What you have to do:
Restate all of the material, keeping every line identical to the original.
(Material to process Opens)
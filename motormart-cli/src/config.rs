//! Configuration module
//!
//! Handles CLI configuration.

/// CLI configuration
#[derive(Debug, Clone)]
pub struct Config {
    /// Base URL of the Motormart API
    pub api_url: String,
}
//! Scheduler layer for the worker
//!
//! This layer handles polling the queue for new jobs and coordinating their
//! execution. It manages the lifecycle of jobs from claiming to completion.

pub mod poller;

pub use poller::JobPoller;
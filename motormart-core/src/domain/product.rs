//! Product domain types
//!
//! Products (listed vehicles) are managed outside the order pipeline; the
//! pipeline only reads them to price an order.

use chrono::{DateTime, Utc};
use serde::{Deserialize, Serialize};
use uuid::Uuid;

/// A vehicle listed for sale or rent
#[derive(Debug, Clone, PartialEq, Serialize, Deserialize)]
#[serde(rename_all = "camelCase")]
pub struct Product {
    pub id: Uuid,
    /// Vendor who listed the vehicle
    pub owner_id: Uuid,
    pub name: String,
    pub brand: String,
    pub choice: Choice,
    /// Sale price, or hourly rate for rentals
    pub amount: f64,
    pub created_at: DateTime<Utc>,
}

/// Whether a product is sold outright or rented by the hour
#[derive(Debug, Clone, Copy, PartialEq, Eq, Hash, Serialize, Deserialize)]
#[serde(rename_all = "lowercase")]
pub enum Choice {
    Sell,
    Rent,
}

impl Choice {
    pub fn as_str(&self) -> &'static str {
        match self {
            Choice::Sell => "sell",
            Choice::Rent => "rent",
        }
    }
}

impl std::fmt::Display for Choice {
    fn fmt(&self, f: &mut std::fmt::Formatter<'_>) -> std::fmt::Result {
        f.write_str(self.as_str())
    }
}

impl std::str::FromStr for Choice {
    type Err = String;

    fn from_str(s: &str) -> Result<Self, Self::Err> {
        match s {
            "sell" => Ok(Choice::Sell),
            "rent" => Ok(Choice::Rent),
            other => Err(format!("unknown product choice: {}", other)),
        }
    }
}
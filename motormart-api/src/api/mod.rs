//! API Module
//!
//! HTTP API layer for orders and the operator queue dashboard.
//! Each submodule handles endpoints for a specific domain.

pub mod error;
pub mod health;
pub mod job;
pub mod order;

use std::sync::Arc;

use axum::{
    Router,
    routing::{get, post},
};
use tower_http::{cors::CorsLayer, trace::TraceLayer};

use crate::service::{JobService, OrderService};

/// Shared handler state
#[derive(Clone)]
pub struct AppState {
    pub orders: Arc<OrderService>,
    pub jobs: Arc<JobService>,
}

/// Create the main API router with all endpoints
pub fn create_router(state: AppState) -> Router {
    Router::new()
        // Health check
        .route("/health", get(health::health_check))
        // Order endpoints
        .route("/order", get(order::list_orders))
        .route("/order/{id}", get(order::get_order).post(order::submit_order))
        // Queue dashboard endpoints
        .route("/queue/{name}/jobs", get(job::list_jobs))
        .route("/queue/{name}/counts", get(job::queue_counts))
        .route("/job/{id}", get(job::get_job))
        .route("/job/{id}/logs", get(job::get_job_logs))
        .route("/job/{id}/retry", post(job::retry_job))
        // Add state and middleware
        .with_state(state)
        .layer(TraceLayer::new_for_http())
        .layer(CorsLayer::permissive())
}
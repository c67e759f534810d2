//! Data Transfer Objects
//!
//! This module contains DTOs exchanged between the HTTP API and its callers
//! (the CLI and any front end). They are thin representations of domain
//! entities shaped for the wire.

pub mod job;
pub mod order;
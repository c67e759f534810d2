//! Job API Handlers
//!
//! Operator endpoints for inspecting queues and resubmitting failed jobs.

use axum::{
    Json,
    extract::{Path, Query, State},
};
use motormart_core::domain::job::{Job, JobCounts};
use motormart_core::domain::log::LogEntry;
use motormart_core::dto::job::{JobListQuery, JobSummary};
use uuid::Uuid;

use crate::api::AppState;
use crate::api::error::ApiResult;

/// GET /queue/{name}/jobs
/// List jobs of a queue, optionally filtered by `status`
pub async fn list_jobs(
    State(state): State<AppState>,
    Path(queue): Path<String>,
    Query(params): Query<JobListQuery>,
) -> ApiResult<Json<Vec<JobSummary>>> {
    tracing::debug!("Listing jobs of queue {} (status: {:?})", queue, params.status);

    let jobs = state.jobs.list(&queue, params.status).await?;
    Ok(Json(jobs.iter().map(JobSummary::from).collect()))
}

/// GET /queue/{name}/counts
/// Number of jobs per state
pub async fn queue_counts(
    State(state): State<AppState>,
    Path(queue): Path<String>,
) -> ApiResult<Json<JobCounts>> {
    tracing::debug!("Counting jobs of queue {}", queue);
    Ok(Json(state.jobs.counts(&queue).await?))
}

/// GET /job/{id}
/// Get job details by ID
pub async fn get_job(State(state): State<AppState>, Path(id): Path<Uuid>) -> ApiResult<Json<Job>> {
    tracing::debug!("Getting job: {}", id);
    Ok(Json(state.jobs.get(id).await?))
}

/// GET /job/{id}/logs
/// Get all logs recorded by a job
pub async fn get_job_logs(
    State(state): State<AppState>,
    Path(id): Path<Uuid>,
) -> ApiResult<Json<Vec<LogEntry>>> {
    tracing::debug!("Getting logs for job: {}", id);
    Ok(Json(state.jobs.logs(id).await?))
}

/// POST /job/{id}/retry
/// Put a failed job back in its queue
pub async fn retry_job(State(state): State<AppState>, Path(id): Path<Uuid>) -> ApiResult<Json<Job>> {
    tracing::info!("Retrying job: {}", id);
    Ok(Json(state.jobs.retry(id).await?))
}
(Material to process Closes)
Answer area:
filename motormart-cli/src/config.rs
//! Configuration module
//!
//! Handles CLI configuration.

/// CLI configuration
#[derive(Debug, Clone)]
pub struct Config {
    /// Base URL of the Motormart API
    pub api_url: String,
}
//! Scheduler layer for the worker
//!
//! This layer handles polling the queue for new jobs and coordinating their
//! execution. It manages the lifecycle of jobs from claiming to completion.

pub mod poller;

pub use poller::JobPoller;
filename motormart-core/src/domain/product.rs
//! Product domain types
//!
//! Products (listed vehicles) are managed outside the order pipeline; the
//! pipeline only reads them to price an order.

use chrono::{DateTime, Utc};
use serde::{Deserialize, Serialize};
use uuid::Uuid;

/// A vehicle listed for sale or rent
#[derive(Debug, Clone, PartialEq, Serialize, Deserialize)]
#[serde(rename_all = "camelCase")]
pub struct Product {
    pub id: Uuid,
    /// Vendor who listed the vehicle
    pub owner_id: Uuid,
    pub name: String,
    pub brand: String,
    pub choice: Choice,
    /// Sale price, or hourly rate for rentals
    pub amount: f64,
    pub created_at: DateTime<Utc>,
}

/// Whether a product is sold outright or rented by the hour
#[derive(Debug, Clone, Copy, PartialEq, Eq, Hash, Serialize, Deserialize)]
#[serde(rename_all = "lowercase")]
pub enum Choice {
    Sell,
    Rent,
}

impl Choice {
    pub fn as_str(&self) -> &'static str {
        match self {
            Choice::Sell => "sell",
            Choice::Rent => "rent",
        }
    }
}

impl std::fmt::Display for Choice {
    fn fmt(&self, f: &mut std::fmt::Formatter<'_>) -> std::fmt::Result {
        f.write_str(self.as_str())
    }
}

impl std::str::FromStr for Choice {
    type Err = String;

    fn from_str(s: &str) -> Result<Self, Self::Err> {
        match s {
            "sell" => Ok(Choice::Sell),
            "rent" => Ok(Choice::Rent),
            other => Err(format!("unknown product choice: {}", other)),
        }
    }
}
filename motormart-api/src/api/mod.rs
//! API Module
//!
//! HTTP API layer for orders and the operator queue dashboard.
//! Each submodule handles endpoints for a specific domain.

pub mod error;
pub mod health;
pub mod job;
pub mod order;

use std::sync::Arc;

use axum::{
    Router,
    routing::{get, post},
};
use tower_http::{cors::CorsLayer, trace::TraceLayer};

use crate::service::{JobService, OrderService};

/// Shared handler state
#[derive(Clone)]
pub struct AppState {
    pub orders: Arc<OrderService>,
    pub jobs: Arc<JobService>,
}

/// Create the main API router with all endpoints
pub fn create_router(state: AppState) -> Router {
    Router::new()
        // Health check
        .route("/health", get(health::health_check))
        // Order endpoints
        .route("/order", get(order::list_orders))
        .route("/order/{id}", get(order::get_order).post(order::submit_order))
        // Queue dashboard endpoints
        .route("/queue/{name}/jobs", get(job::list_jobs))
        .route("/queue/{name}/counts", get(job::queue_counts))
        .route("/job/{id}", get(job::get_job))
        .route("/job/{id}/logs", get(job::get_job_logs))
        .route("/job/{id}/retry", post(job::retry_job))
        // Add state and middleware
        .with_state(state)
        .layer(TraceLayer::new_for_http())
        .layer(CorsLayer::permissive())
}
repository c67e759f534810d2
//! Data Transfer Objects
//!
//! This module contains DTOs exchanged between the HTTP API and its callers
//! (the CLI and any front end). They are thin representations of domain
//! entities shaped for the wire.

pub mod job;
pub mod order;
repository c67e759f534810d2
//! Job API Handlers
//!
//! Operator endpoints for inspecting queues and resubmitting failed jobs.

use axum::{
    Json,
    extract::{Path, Query, State},
};
use motormart_core::domain::job::{Job, JobCounts};
use motormart_core::domain::log::LogEntry;
use motormart_core::dto::job::{JobListQuery, JobSummary};
use uuid::Uuid;

use crate::api::AppState;
use crate::api::error::ApiResult;

/// GET /queue/{name}/jobs
/// List jobs of a queue, optionally filtered by `status`
pub async fn list_jobs(
    State(state): State<AppState>,
    Path(queue): Path<String>,
    Query(params): Query<JobListQuery>,
) -> ApiResult<Json<Vec<JobSummary>>> {
    tracing::debug!("Listing jobs of queue {} (status: {:?})", queue, params.status);

    let jobs = state.jobs.list(&queue, params.status).await?;
    Ok(Json(jobs.iter().map(JobSummary::from).collect()))
}

/// GET /queue/{name}/counts
/// Number of jobs per state
pub async fn queue_counts(
    State(state): State<AppState>,
    Path(queue): Path<String>,
) -> ApiResult<Json<JobCounts>> {
    tracing::debug!("Counting jobs of queue {}", queue);
    Ok(Json(state.jobs.counts(&queue).await?))
}

/// GET /job/{id}
/// Get job details by ID
pub async fn get_job(State(state): State<AppState>, Path(id): Path<Uuid>) -> ApiResult<Json<Job>> {
    tracing::debug!("Getting job: {}", id);
    Ok(Json(state.jobs.get(id).await?))
}

/// GET /job/{id}/logs
/// Get all logs recorded by a job
pub async fn get_job_logs(
    State(state): State<AppState>,
    Path(id): Path<Uuid>,
) -> ApiResult<Json<Vec<LogEntry>>> {
    tracing::debug!("Getting logs for job: {}", id);
    Ok(Json(state.jobs.logs(id).await?))
}

/// POST /job/{id}/retry
/// Put a failed job back in its queue
pub async fn retry_job(State(state): State<AppState>, Path(id): Path<Uuid>) -> ApiResult<Json<Job>> {
    tracing::info!("Retrying job: {}", id);
    Ok(Json(state.jobs.retry(id).await?))
}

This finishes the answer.